Tout est parti d’un décret du gouvernement britannique publié le mois précédent. Il stipule que les entreprises doivent désormais aider les forces de l’ordre à produire des preuves :
[Le gouvernement détient] l’autorité de donner des ordres secrets exigeant que les fournisseurs brisent le cryptage en insérant des portes dérobées dans leurs produits logiciels
Extrait de la loi sur les pouvoirs d’enquête (IPA)
Avant que les utilisateurs – américains en première ligne – pensent à en venir aux mains pour défendre leur intimité, inspectons les potentielles séquelles sur le SEO. Et par ricochet, sur la réputation d’Apple.
Un bras de fer inédit
Le gouvernement britannique n’exige pas une simple assistance d’experts pour pirater des comptes en cause dans des enquêtes judiciaires, autrement personne ne s’en préoccuperait. Ce qu’il exige, c’est de pouvoir aller et venir librement comme dans un champ de patates, dans les données privées des utilisateurs du monde entier.

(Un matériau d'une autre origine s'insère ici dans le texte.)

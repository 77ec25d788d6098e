use std::io::{self, Write};

use camino::Utf8Path;
use serde::Serialize;

use crate::app::{ProgressEvent, ProgressSink, RunSummary};
use crate::domain::{REPORT_HEADER, ReportRow};
use crate::error::HarvestError;

#[derive(Debug, Clone, Copy)]
pub enum OutputMode {
    Interactive,
    NonInteractive,
}

pub struct JsonOutput;

impl JsonOutput {
    pub fn print_summary(summary: &RunSummary) -> io::Result<()> {
        Self::print_json(summary)
    }

    pub fn print_json<T: Serialize>(value: &T) -> io::Result<()> {
        let json = serde_json::to_string_pretty(value).map_err(io::Error::other)?;
        let mut stdout = io::stdout();
        stdout.write_all(json.as_bytes())?;
        stdout.write_all(b"\n")?;
        Ok(())
    }
}

impl ProgressSink for JsonOutput {
    fn event(&self, _event: ProgressEvent) {}
}

/// Prints progress lines to stderr.
pub struct StderrProgress;

impl ProgressSink for StderrProgress {
    fn event(&self, event: ProgressEvent) {
        match event.elapsed {
            Some(elapsed) => eprintln!("{} ({} ms)", event.message, elapsed.as_millis()),
            None => eprintln!("{}", event.message),
        }
    }
}

pub fn write_csv<W: Write>(writer: W, rows: &[ReportRow]) -> Result<(), HarvestError> {
    let mut out = csv::Writer::from_writer(writer);
    out.write_record(REPORT_HEADER)
        .map_err(|err| HarvestError::Csv(err.to_string()))?;
    for row in rows {
        out.write_record(row.cells())
            .map_err(|err| HarvestError::Csv(err.to_string()))?;
    }
    out.flush()
        .map_err(|err| HarvestError::Csv(err.to_string()))?;
    Ok(())
}

pub fn export_csv(path: &Utf8Path, rows: &[ReportRow]) -> Result<(), HarvestError> {
    let file = std::fs::File::create(path.as_std_path())
        .map_err(|err| HarvestError::Filesystem(err.to_string()))?;
    write_csv(file, rows)
}
//! Lightweight field extraction from RDF test descriptions.
//!
//! Source documents mix Turtle/N-Triples and RDF/XML serializations, so the
//! extractor runs a fixed sequence of patterns rather than a real RDF parser.
//! Callers depend only on [`RdfExtractor`].

use std::sync::LazyLock;

use regex::Regex;

use crate::domain::{ExtractionResult, RdfDocument};

static DOI_METRIC_URL: LazyLock<Regex> = LazyLock::new(|| {
    Regex::new(r"https://doi\.org/10\.25504/FAIRsharing\.[A-Za-z0-9]+").expect("doi metric pattern")
});

static FAIRSHARING_METRIC_URL: LazyLock<Regex> = LazyLock::new(|| {
    Regex::new(r"https://fairsharing\.org/10\.25504/FAIRsharing\.[A-Za-z0-9]+")
        .expect("fairsharing metric pattern")
});

static DESCRIPTION_PATTERNS: LazyLock<Vec<DescriptionPattern>> = LazyLock::new(|| {
    vec![
        DescriptionPattern::new(
            r#"<http://purl\.org/dc/terms/description>\s+"([^"]*)""#,
            false,
        ),
        DescriptionPattern::new(
            r#"<dcterms:description[^>]*>\s*"([^"]*)"\s*</dcterms:description>"#,
            false,
        ),
        DescriptionPattern::new(
            r"(?s)<dcterms:description[^>]*>(.*?)</dcterms:description>",
            true,
        ),
        DescriptionPattern::new(r#"dcterms:description\s+"([^"]*)""#, false),
    ]
});

static MARKUP_TAG: LazyLock<Regex> =
    LazyLock::new(|| Regex::new(r"<[^>]+>").expect("markup tag pattern"));

struct DescriptionPattern {
    regex: Regex,
    strip_markup: bool,
}

impl DescriptionPattern {
    fn new(pattern: &str, strip_markup: bool) -> Self {
        Self {
            regex: Regex::new(pattern).expect("description pattern"),
            strip_markup,
        }
    }

    fn capture(&self, text: &str) -> Option<String> {
        let raw = self.regex.captures(text)?.get(1)?.as_str();
        let value = if self.strip_markup {
            MARKUP_TAG.replace_all(raw, "").into_owned()
        } else {
            raw.to_string()
        };
        let trimmed = value.trim();
        (!trimmed.is_empty()).then(|| trimmed.to_string())
    }
}

pub trait RdfExtractor {
    fn find_metric_url(&self, text: &str) -> Option<String>;
    fn extract_description(&self, text: &str) -> Option<String>;

    fn extract(&self, document: &RdfDocument) -> ExtractionResult {
        ExtractionResult {
            metric_url: self.find_metric_url(&document.text),
            test_description: self.extract_description(&document.text),
        }
    }
}

#[derive(Debug, Clone, Copy, Default)]
pub struct PatternRdfExtractor;

impl RdfExtractor for PatternRdfExtractor {
    fn find_metric_url(&self, text: &str) -> Option<String> {
        find_metric_url(text)
    }

    fn extract_description(&self, text: &str) -> Option<String> {
        extract_description(text)
    }
}

/// First doi.org-form metric URL; the fairsharing.org form is only consulted
/// when the whole text has no doi.org match.
pub fn find_metric_url(text: &str) -> Option<String> {
    DOI_METRIC_URL
        .find(text)
        .or_else(|| FAIRSHARING_METRIC_URL.find(text))
        .map(|found| found.as_str().to_string())
}

pub fn extract_description(text: &str) -> Option<String> {
    DESCRIPTION_PATTERNS
        .iter()
        .find_map(|pattern| pattern.capture(text))
}

#[cfg(test)]
mod tests {
    use super::*;

    #[test]
    fn markup_is_stripped_from_wrapped_description() {
        let text = "<dcterms:description>\n  Checks <b>licence</b> presence\n</dcterms:description>";
        assert_eq!(
            extract_description(text).as_deref(),
            Some("Checks licence presence")
        );
    }

    #[test]
    fn empty_capture_falls_through() {
        let text = r#"<http://purl.org/dc/terms/description> "  "
dcterms:description "Second style""#;
        assert_eq!(extract_description(text).as_deref(), Some("Second style"));
    }
}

Vous avez là, la définition de la porte dérobée. Et l’accorder au gouvernement britannique, c’est effacer d’un coup de gomme des décennies entières de batailles des géants technologiques pour la vie privée des usagers.
L’entreprise a été prévenue depuis mars 2024 que cette exigence pourrait être appliquée, ce à quoi elle a répondu devant le parlement :
Il n’y a aucune raison pour que le gouvernement britannique ait le pouvoir de décider pour les citoyens du monde s’ils peuvent bénéficier des avantages de sécurité avérés qui découlent du chiffrement de bout en bout.
D’ailleurs, Apple a évoqué une décision antérieure de la Cour Européenne des droits de l’homme concernant la vie privée. De plus, le risque de détournement d’une porte dérobée pour son exploitation par des réseaux criminels ou des régimes autoritaires est élevé.
Par exemple, des agents présumés chinois ont piraté et écouté les appels des plus grandes sociétés de communication aux États-Unis. L’affaire sombre a été surnommée Salt Typhoon (vague de piratage informatique chinoise). Pour contrer le danger, les dirigeants du FBI et un responsable de la sécurité intérieure ont alors encouragé les américains à s’appuyer sur le cryptage.
En outre, le gouvernement britannique vient d’attaquer par sa nouvelle exigence, ce qui constituait jusqu’à présent le socle de la réputation d’Apple. En effet, la marque à la pomme doit en partie son prestige à son attachement à préserver l’intimité de ses clients. Cependant, le législateur britannique évoque des contraintes de sécurité.
Un enjeu sécuritaire
Avant, il y avait les écoutes téléphoniques et les micros abandonnés çà et là dans les lieux d’activités des sujets d’enquêtes. D’ailleurs aux États-Unis, la surveillance des communications téléphoniques est permise sous simple autorisation du tribunal. Maintenant, l’enjeu sécuritaire a pris une tournure technologique.
Depuis les attentats du World Trade Center, une obsession a gagné les services secrets du monde entier : comment anticiper ? Très vite, les acteurs de la sécurité ont buté sur le cryptage de bout en bout.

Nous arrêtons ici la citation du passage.